Copy the complete listing that follows, letter for letter.
(Excerpted records)
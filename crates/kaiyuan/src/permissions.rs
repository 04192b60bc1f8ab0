use entity::{account_permission, permission};
use sea_orm::{
    ActiveModelTrait, ColumnTrait, DatabaseConnection, DbErr, EntityTrait, QueryFilter,
    QueryOrder, QuerySelect, Set,
};

use crate::accounts::is_unique_violation;

/// Loads the permission set bound to an account. Read-only.
pub struct PermissionResolver<'a> {
    db: &'a DatabaseConnection,
}

impl<'a> PermissionResolver<'a> {
    pub fn new(db: &'a DatabaseConnection) -> Self {
        Self { db }
    }

    /// Permission names ordered by permission id. No grants yields an empty list.
    pub async fn resolve_for(&self, account_id: i64) -> Result<Vec<String>, DbErr> {
        let permission_ids: Vec<i64> = account_permission::Entity::find()
            .select_only()
            .column(account_permission::Column::PermissionId)
            .filter(account_permission::Column::AccountId.eq(account_id))
            .into_tuple()
            .all(self.db)
            .await?;

        if permission_ids.is_empty() {
            return Ok(Vec::new());
        }

        let names = permission::Entity::find()
            .filter(permission::Column::Id.is_in(permission_ids))
            .order_by_asc(permission::Column::Id)
            .all(self.db)
            .await?
            .into_iter()
            .map(|p| p.name)
            .collect();

        Ok(names)
    }
}

/// Bind `name` to the account, creating the permission row on first use.
/// Granting an existing permission again is a no-op.
pub async fn grant(db: &DatabaseConnection, account_id: i64, name: &str) -> Result<(), DbErr> {
    let name = name.trim();

    let permission_id = match permission::Entity::find()
        .filter(permission::Column::Name.eq(name))
        .one(db)
        .await?
    {
        Some(existing) => existing.id,
        None => {
            permission::ActiveModel {
                name: Set(name.to_string()),
                ..Default::default()
            }
            .insert(db)
            .await?
            .id
        }
    };

    let grant = account_permission::ActiveModel {
        account_id: Set(account_id),
        permission_id: Set(permission_id),
    };

    match account_permission::Entity::insert(grant).exec_without_returning(db).await {
        Ok(_) => Ok(()),
        Err(e) if is_unique_violation(&e) => Ok(()),
        Err(e) => Err(e),
    }
}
(End Excerpted records)
## Solution to this problem
filename crates/kaiyuan/src/permissions.rs
repository 04192b60bc1f8ab0
use entity::{account_permission, permission};
use sea_orm::{
    ActiveModelTrait, ColumnTrait, DatabaseConnection, DbErr, EntityTrait, QueryFilter,
    QueryOrder, QuerySelect, Set,
};

use crate::accounts::is_unique_violation;

/// Loads the permission set bound to an account. Read-only.
pub struct PermissionResolver<'a> {
    db: &'a DatabaseConnection,
}

impl<'a> PermissionResolver<'a> {
    pub fn new(db: &'a DatabaseConnection) -> Self {
        Self { db }
    }

    /// Permission names ordered by permission id. No grants yields an empty list.
    pub async fn resolve_for(&self, account_id: i64) -> Result<Vec<String>, DbErr> {
        let permission_ids: Vec<i64> = account_permission::Entity::find()
            .select_only()
            .column(account_permission::Column::PermissionId)
            .filter(account_permission::Column::AccountId.eq(account_id))
            .into_tuple()
            .all(self.db)
            .await?;

        if permission_ids.is_empty() {
            return Ok(Vec::new());
        }

        let names = permission::Entity::find()
            .filter(permission::Column::Id.is_in(permission_ids))
            .order_by_asc(permission::Column::Id)
            .all(self.db)
            .await?
            .into_iter()
            .map(|p| p.name)
            .collect();

        Ok(names)
    }
}

/// Bind `name` to the account, creating the permission row on first use.
/// Granting an existing permission again is a no-op.
pub async fn grant(db: &DatabaseConnection, account_id: i64, name: &str) -> Result<(), DbErr> {
    let name = name.trim();

    let permission_id = match permission::Entity::find()
        .filter(permission::Column::Name.eq(name))
        .one(db)
        .await?
    {
        Some(existing) => existing.id,
        None => {
            permission::ActiveModel {
                name: Set(name.to_string()),
                ..Default::default()
            }
            .insert(db)
            .await?
            .id
        }
    };

    let grant = account_permission::ActiveModel {
        account_id: Set(account_id),
        permission_id: Set(permission_id),
    };

    match account_permission::Entity::insert(grant).exec_without_returning(db).await {
        Ok(_) => Ok(()),
        Err(e) if is_unique_violation(&e) => Ok(()),
        Err(e) => Err(e),
    }
}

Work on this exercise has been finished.